CN201710561581.X discloses an underwater calibration target imaging device and an optical image method water turbidity on-line detection method, and the underwater calibration target imaging device can image a calibration target at a known fixed distance. And estimating background light of the underwater scene in the non-calibration target area of the underwater image according to the dark channel prior model. And calculating the water turbidity parameter estimation values of all points on the underwater calibration target according to the distance between all points on the known calibration target and the imaging surface of the same camera in the underwater image calibration target area and on the basis of an underwater optical imaging model. And taking the average value of the water turbidity estimated values obtained according to all points on the calibration target as the detection result of the water turbidity of the current underwater environment. This method does not provide high detection accuracy.
For this case, an image-based depth regression model is proposed for turbidity dynamics monitoring. And acquiring an underwater image of the water source area through an underwater camera, and predicting the turbidity value corresponding to the current monitoring image by using a depth regression model, thereby realizing the dynamic detection of the turbidity of the water source area.
Disclosure of Invention
Aiming at the problems in the prior art, the invention provides the water turbidity detection method based on the deep regression network, which can obtain stronger water turbidity representation and improve the detection precision.
The purpose of the invention is realized by the following technical scheme.
A water turbidity detection method based on a deep regression network comprises the following steps:
1) acquiring water quality images under different turbidities by using an underwater camera, and manually calibrating the acquired images;
2) extracting image features by using a convolutional neural network, and performing feature learning through a plurality of full-connection layers;
3) establishing a mapping relation between the underwater image characteristics and the turbidity value through training a deep regression network;
4) and (3) extracting image characteristics by using a convolutional neural network aiming at a sample image to be detected, and estimating a corresponding turbidity value by using a trained model.
Acquiring underwater images of different positions of a water source area according to the cameras arranged at different underwater positions in the step 1) to obtain sample dataWherein x i Representing an image, y i The corresponding turbidity value, n, represents the number of samples.
The image feature extraction method in the step 2) uses a VggNet network, and the dimension of the extracted feature is 4096.
And in the step 2), four layers of fully-connected networks are adopted for image feature learning, and the sizes of the neurons in each layer of network are 1024, 512, 256 and 1 respectively.
The depth regression network in the step 3) adopts a mean square error function, and the calculation formula is as follows:
wherein f (w) represents a model loss function, o i Predicted value of model output, y i And w is the true value, and w is the parameter to be learned by the model.

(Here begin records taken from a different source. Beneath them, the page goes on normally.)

#[cfg(test)]
mod tests {
    use super::*;
    use crate::data::Slot;
    use crate::model::Grid;
    use crate::normalize::normalize;
    use crate::testing::{class, fixed, input, slots, teacher};
    use std::time::Duration;

    fn limits() -> SearchLimits {
        SearchLimits {
            max_backtracks: 100_000,
            time_limit: Duration::from_secs(10),
            best_effort: false,
        }
    }

    fn slot_of(problem: &Problem, index: usize) -> Slot {
        problem.grid.slot(index)
    }

    #[test]
    fn places_every_hour_without_collisions() {
        let snapshot = input(
            vec![class("c1", &[("math", "t1", 2), ("art", "t2", 2)])],
            vec![teacher("t1", &["math"]), teacher("t2", &["art"])],
        );
        let problem = normalize(&snapshot, Grid::new(5, 2)).unwrap();
        let solution = Engine::new(&problem, limits()).run().unwrap();

        assert_eq!(solution.placements.len(), 4);
        for g in 0..problem.groups.len() {
            assert_eq!(solution.placements.iter().filter(|(pg, _)| *pg == g).count(), 2);
        }
        let mut used: Vec<usize> = solution.placements.iter().map(|(_, s)| *s).collect();
        used.sort();
        used.dedup();
        assert_eq!(used.len(), 4);
    }

    #[test]
    fn repeated_runs_are_identical() {
        let snapshot = input(
            vec![
                class("c1", &[("math", "t1", 3), ("art", "t2", 2)]),
                class("c2", &[("math", "t1", 3), ("bio", "t3", 2)]),
            ],
            vec![teacher("t1", &["math"]), teacher("t2", &["art"]), teacher("t3", &["bio"])],
        );
        let problem = normalize(&snapshot, Grid::new(5, 2)).unwrap();
        let first = Engine::new(&problem, limits()).run().unwrap();
        let second = Engine::new(&problem, limits()).run().unwrap();
        assert_eq!(first.placements, second.placements);
    }

    #[test]
    fn preferred_slots_take_all_hours_when_they_fit() {
        let mut t1 = teacher("t1", &["math"]);
        t1.preferred_slots = slots(&[(1, 1), (3, 0), (4, 1)]);
        let snapshot = input(
            vec![class("c1", &[("math", "t1", 3), ("art", "t2", 2)])],
            vec![t1, teacher("t2", &["art"])],
        );
        let problem = normalize(&snapshot, Grid::new(5, 2)).unwrap();
        let solution = Engine::new(&problem, limits()).run().unwrap();
        let math = problem.group_index("c1", "math").unwrap();

        let mut placed: Vec<Slot> = solution
            .placements
            .iter()
            .filter(|(g, _)| *g == math)
            .map(|&(_, s)| slot_of(&problem, s))
            .collect();
        placed.sort();
        assert_eq!(placed, slots(&[(1, 1), (3, 0), (4, 1)]));
    }

    #[test]
    fn daily_cap_spreads_hours_across_days() {
        let mut t1 = teacher("t1", &["math"]);
        t1.max_hours_per_day = Some(1);
        let snapshot = input(vec![class("c1", &[("math", "t1", 3)])], vec![t1]);
        let problem = normalize(&snapshot, Grid::new(5, 4)).unwrap();
        let solution = Engine::new(&problem, limits()).run().unwrap();

        let mut days: Vec<u32> = solution
            .placements
            .iter()
            .map(|&(_, s)| slot_of(&problem, s).day)
            .collect();
        days.dedup();
        assert_eq!(days, vec![0, 1, 2]);
    }

    #[test]
    fn fixed_cells_are_never_reused() {
        let mut snapshot = input(
            vec![class("c1", &[("math", "t1", 2), ("art", "t2", 1)])],
            vec![teacher("t1", &["math"]), teacher("t2", &["art"])],
        );
        snapshot.fixed_slots = vec![fixed("c1", 0, 0, "art", "t2"), fixed("c1", 0, 1, "math", "t1")];
        let problem = normalize(&snapshot, Grid::new(2, 2)).unwrap();
        let solution = Engine::new(&problem, limits()).run().unwrap();

        // art is fully fixed; one hour of math remains
        assert_eq!(solution.placements.len(), 1);
        assert!(solution.placements.iter().all(|&(_, s)| s >= 2));
    }

    #[test]
    fn shared_teacher_over_capacity_is_reported_for_each_class() {
        let mut shared = teacher("t1", &["math", "phys"]);
        shared.unavailable_slots = slots(&[(3, 0), (4, 0)]);
        let snapshot = input(
            vec![class("c1", &[("math", "t1", 2)]), class("c2", &[("phys", "t1", 2)])],
            vec![shared],
        );
        let problem = normalize(&snapshot, Grid::new(5, 1)).unwrap();

        match Engine::new(&problem, limits()).run() {
            Err(SolveError::Unsatisfiable { unplaced, partial, .. }) => {
                let pairs: Vec<(&str, &str)> = unplaced
                    .iter()
                    .map(|u| (u.class_id.as_str(), u.subject_id.as_str()))
                    .collect();
                assert_eq!(pairs, vec![("c1", "math"), ("c2", "phys")]);
                assert!(unplaced.iter().all(|u| u.reason == BlockReason::TeacherOverbooked));
                assert!(unplaced.iter().all(|u| u.remaining_hours == 2));
                assert!(partial.is_none());
            }
            other => panic!("expected unsatisfiable, got {other:?}"),
        }
    }

    #[test]
    fn weekly_cap_is_checked_before_search() {
        let mut t1 = teacher("t1", &["math"]);
        t1.max_hours_per_week = Some(2);
        let snapshot = input(vec![class("c1", &[("math", "t1", 3)])], vec![t1]);
        let problem = normalize(&snapshot, Grid::new(5, 2)).unwrap();

        match Engine::new(&problem, limits()).run() {
            Err(SolveError::Unsatisfiable { unplaced, .. }) => {
                assert_eq!(unplaced.len(), 1);
                assert_eq!(unplaced[0].reason, BlockReason::WeeklyCap);
            }
            other => panic!("expected unsatisfiable, got {other:?}"),
        }
    }

    fn clash_snapshot() -> crate::data::SchedulingInput {
        // both teachers can only work period 0, but the class has one cell there
        let mut a = teacher("ta", &["a"]);
        a.unavailable_slots = slots(&[(0, 1)]);
        let mut b = teacher("tb", &["b"]);
        b.unavailable_slots = slots(&[(0, 1)]);
        input(vec![class("c1", &[("a", "ta", 1), ("b", "tb", 1)])], vec![a, b])
    }

    #[test]
    fn exhausted_search_reports_the_stalled_group() {
        let snapshot = clash_snapshot();
        let problem = normalize(&snapshot, Grid::new(1, 2)).unwrap();
        let mut limits = limits();
        limits.best_effort = true;

        match Engine::new(&problem, limits).run() {
            Err(SolveError::Unsatisfiable { unplaced, partial, stats }) => {
                assert_eq!(unplaced.len(), 1);
                assert_eq!(unplaced[0].subject_id, "b");
                assert_eq!(unplaced[0].reason, BlockReason::ClassFull);
                let partial = partial.unwrap();
                assert_eq!(partial.len(), 1);
                assert_eq!(partial[0].subject_id, "a");
                assert_eq!(stats.backtracks, 1);
            }
            other => panic!("expected unsatisfiable, got {other:?}"),
        }
    }

    #[test]
    fn backtrack_budget_aborts_distinctly() {
        let snapshot = clash_snapshot();
        let problem = normalize(&snapshot, Grid::new(1, 2)).unwrap();
        let mut limits = limits();
        limits.max_backtracks = 0;

        match Engine::new(&problem, limits).run() {
            Err(SolveError::BudgetExceeded { stats, partial, .. }) => {
                assert_eq!(stats.backtracks, 1);
                assert!(partial.is_none());
            }
            other => panic!("expected budget exceeded, got {other:?}"),
        }
    }

    #[test]
    fn time_limit_aborts_a_long_search() {
        // 300 hours to place, so the clock is read before the search can finish
        let names: Vec<String> = (0..10).map(|i| format!("c{i}")).collect();
        let teachers: Vec<String> = (0..10).map(|i| format!("t{i}")).collect();
        let snapshot = input(
            (0..10).map(|i| class(&names[i], &[("a", teachers[i].as_str(), 30)])).collect(),
            (0..10).map(|i| teacher(&teachers[i], &["a"])).collect(),
        );
        let problem = normalize(&snapshot, Grid::new(5, 6)).unwrap();
        let mut limits = limits();
        limits.time_limit = Duration::ZERO;
        limits.best_effort = true;

        match Engine::new(&problem, limits).run() {
            Err(SolveError::BudgetExceeded { stats, partial, unplaced }) => {
                assert_eq!(stats.backtracks, 0);
                assert_eq!(stats.nodes, CLOCK_INTERVAL);
                assert_eq!(partial.map(|p| p.len()), Some(CLOCK_INTERVAL as usize - 1));
                assert!(!unplaced.is_empty());
            }
            other => panic!("expected budget exceeded, got {other:?}"),
        }
    }

    #[test]
    fn most_constrained_group_is_placed_first() {
        // art only fits period 0 on either day, so it must claim both before math
        let mut t2 = teacher("t2", &["art"]);
        t2.unavailable_slots = slots(&[(0, 1), (1, 1)]);
        t2.max_hours_per_day = Some(1);
        let snapshot = input(
            vec![class("c1", &[("math", "t1", 2), ("art", "t2", 2)])],
            vec![teacher("t1", &["math"]), t2],
        );
        let problem = normalize(&snapshot, Grid::new(2, 2)).unwrap();
        let solution = Engine::new(&problem, limits()).run().unwrap();

        let art = problem.group_index("c1", "art").unwrap();
        let mut art_slots: Vec<usize> = solution
            .placements
            .iter()
            .filter(|(g, _)| *g == art)
            .map(|&(_, s)| s)
            .collect();
        art_slots.sort();
        assert_eq!(art_slots, vec![0, 2]);
        assert_eq!(solution.placements.len(), 4);
    }

    #[test]
    fn empty_demand_is_trivially_solved() {
        let snapshot = input(vec![class("c1", &[])], vec![teacher("t1", &["math"])]);
        let problem = normalize(&snapshot, Grid::new(5, 2)).unwrap();
        let solution = Engine::new(&problem, limits()).run().unwrap();
        assert!(solution.placements.is_empty());
        assert_eq!(solution.stats.nodes, 0);
    }
}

In the step 3), the gradient of the model parameters is calculated by the deep regression network model by adopting an automatic differentiation technology, and then the model parameters are optimized by adopting a gradient descent method, wherein the formula of the adopted gradient descent method is as follows:
where η is the learning rate.
In the step 4), for the sample image to be detected, firstly extracting features by using a VggNet network, and then predicting the turbidity value of the sample to be detected by using a depth regression network.
Compared with the prior art, the invention has the advantages that: 1. according to the invention, an underwater image is collected, and the VggNet network is adopted to extract image characteristics, so that a stronger water turbidity characterization can be obtained, the subsequent prediction effect is further improved, and the dynamic detection of the water source turbidity is realized.
2. The invention adopts four layers of full-connection network to realize feature learning and turbidity prediction at the same time, thereby improving the detection precision.
Drawings
FIG. 1 is a flow chart of the present invention.
Detailed Description
The invention is described in detail below with reference to the drawings and specific examples.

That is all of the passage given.